Zuckerberg sonunda uzaya da el attı. Yakında ISS’teki (Uluslararası Uzay İstasyonu) bilgisayarlara Facebook ve Instagram şifreleriyle giriş seçeneği konulursa şaşırmayalım.
Meta’nın geliştirdiği Space Llama isimli yenilikçi yazılım, bilimsel araştırmaları desteklemek ve uzayda yapay zeka teknolojilerini test etmek amacıyla tasarlandı. Bu gelişmiş yapay zeka algoritmaları, yörüngedeki istasyonlarda çalıştırılarak, Dünya dışı ortamlarda yeni uygulamaların ve araştırmaların önünü açmayı hedefliyor. Özellikle, uzay araştırma ve keşif faaliyetlerinde devrim yaratması beklenen bu proje, yapay zekanın uzay ortamındaki potansiyelini ortaya koyuyor.
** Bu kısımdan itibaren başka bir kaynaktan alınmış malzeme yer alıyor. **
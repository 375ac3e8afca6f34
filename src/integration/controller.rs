use crate::{
    core::{
        cmd::Cmd,
        msg::FeedMsg,
        state::{FeedSettings, FeedState, FeedView},
        update::update,
    },
    domain::{
        projection::{FeedKind, SortMode},
        snapshot::SharedSnapshotStore,
        subject::NavigationContext,
    },
    integration::collaborators::{FeedSource, Navigator, ViewportSurface},
};

/// Composition root for one feed instance
///
/// Wires the feed reducer to its collaborators: the data source, the
/// virtualization surface, the navigation layer and the shared snapshot store.
/// Every public method corresponds to one event from the UI loop; each
/// dispatches a [`FeedMsg`] and executes the resulting commands in order.
pub struct FeedController<S, V, N> {
    state: FeedState,
    store: SharedSnapshotStore,
    source: S,
    surface: V,
    navigator: N,
}

impl<S, V, N> FeedController<S, V, N>
where
    S: FeedSource,
    V: ViewportSurface,
    N: Navigator,
{
    pub fn new(
        navigation: NavigationContext,
        settings: FeedSettings,
        store: SharedSnapshotStore,
        source: S,
        surface: V,
        navigator: N,
    ) -> Self {
        Self {
            state: FeedState::new(navigation, settings),
            store,
            source,
            surface,
            navigator,
        }
    }

    pub fn state(&self) -> &FeedState {
        &self.state
    }

    pub fn view(&self) -> FeedView<'_> {
        self.state.view()
    }

    pub fn source(&self) -> &S {
        &self.source
    }

    pub fn source_mut(&mut self) -> &mut S {
        &mut self.source
    }

    pub fn surface(&self) -> &V {
        &self.surface
    }

    pub fn surface_mut(&mut self) -> &mut V {
        &mut self.surface
    }

    pub fn navigator(&self) -> &N {
        &self.navigator
    }

    /// Read the source, then restore the stored viewport for this feed
    pub fn mount(&mut self) {
        self.sync();
        self.dispatch(FeedMsg::Mounted);
    }

    /// Stop persisting viewport state; in-flight loads are left alone
    pub fn unmount(&mut self) {
        self.dispatch(FeedMsg::Unmounted);
    }

    /// The data source changed (items, error or end-of-data)
    pub fn sync(&mut self) {
        let snapshot = self.source.snapshot();
        self.dispatch(FeedMsg::SourceChanged(snapshot));
    }

    /// The surface scrolled; persist its viewport
    pub fn on_scroll(&mut self) {
        if let Some(snapshot) = self.surface.viewport_snapshot() {
            self.dispatch(FeedMsg::Scrolled(snapshot));
        }
    }

    /// The surface rendered near the tail of the rows
    pub fn on_reached_end(&mut self) {
        self.dispatch(FeedMsg::ReachedEnd);
    }

    pub fn set_feed_kind(&mut self, kind: FeedKind) {
        self.dispatch(FeedMsg::SetFeedKind(kind));
    }

    pub fn set_sort_mode(&mut self, sort: SortMode) {
        self.dispatch(FeedMsg::SetSortMode(sort));
    }

    pub fn next_page(&mut self) {
        self.dispatch(FeedMsg::NextPage);
    }

    pub fn previous_page(&mut self) {
        self.dispatch(FeedMsg::PreviousPage);
    }

    pub fn dispatch(&mut self, msg: FeedMsg) {
        let (state, commands) = update(msg, self.state.clone());
        self.state = state;

        for cmd in commands {
            self.execute(cmd);
        }
    }

    fn execute(&mut self, cmd: Cmd) {
        match cmd {
            Cmd::LoadMore => {
                log::debug!("Loading more for {}", self.state.subject());
                self.source.load_more();
            }

            Cmd::SaveSnapshot { key, snapshot } => {
                self.store.borrow_mut().save(key, snapshot);
            }

            Cmd::RestoreViewport { key } => {
                let stored = self.store.borrow().load(&key);
                match stored {
                    Some(snapshot) => {
                        let snapshot = crate::trace_dbg!(
                            target: module_path!(),
                            level: tracing::Level::DEBUG,
                            snapshot.clamped(self.state.rows().len())
                        );
                        self.surface.set_initial_scroll_offset(snapshot.scroll_offset);
                        self.surface.restore_from(&snapshot);
                    }
                    None => self.surface.set_initial_scroll_offset(0),
                }
            }

            Cmd::NavigateTo { id } => {
                log::info!(
                    "Redirecting {} to latest item {}",
                    self.state.subject(),
                    id.to_hex()
                );
                self.navigator.navigate_to(id);
            }

            Cmd::LogError { message } => {
                log::warn!("Feed {}: {message}", self.state.subject());
            }
        }
    }
}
Herkese açık olan Space Llama sayesinde, araştırmacılar ve geliştiriciler, internet bağlantısı olmadan izole edilmiş donanımlar üzerinde bu yapay zekayı kurup çalıştırabilir. Bu özellik, Uluslararası Uzay İstasyonu’nda doğrudan kullanılabilmesini sağlıyor ve böylece verilerin Dünya’ya aktarılmasına gerek kalmadan, daha güvenli ve hızlı işlem yapılabiliyor. Ayrıca, internet erişimi olmadan çalıştığı için gecikmeler de minimum seviyeye indiriliyor. Bu gelişmeler, uzayda yapay zeka kullanımını yeni bir boyuta taşıyor.
Uzayda yapay zeka alanında büyük adımlar
Meta’nın Space Llama projesi sayesinde, uzay ortamında çeşitli yapay zeka algoritmaları test edilecek. Bu algoritmalar arasında şunlar bulunuyor:
- Booz Allen’ın geliştirdiği A2E2 (Uç Ortamlar için Yapay Zeka) çerçevesi
- Hewlett Packard Enterprise’ın Uzaydan Taşınan Bilgisayarı-2 sistemi
- NVIDIA’nın hızlandırılmış hesaplama teknolojileri (CUDA, cuDNN ve cuBLAS)
- Meta’nın Llama görüş AI yetenekleri ve görsel tanıma kabiliyetleri
Bu çalışmalar, özellikle Ay ve Mars keşifleri gibi uzak ve zorlu görevlerde kullanılmak üzere tasarlanmış. Ayrıca, Dünya’daki uzak veya bağlantısız ortamlarda otonom sistemlerin geliştirilmesine de hız kazandıracak. Uzayda yapay zekanın bu yeni nesil uygulamaları, gelecekteki bilimsel ve teknolojik gelişmelerin temel taşlarından biri olmaya hazırlanıyor.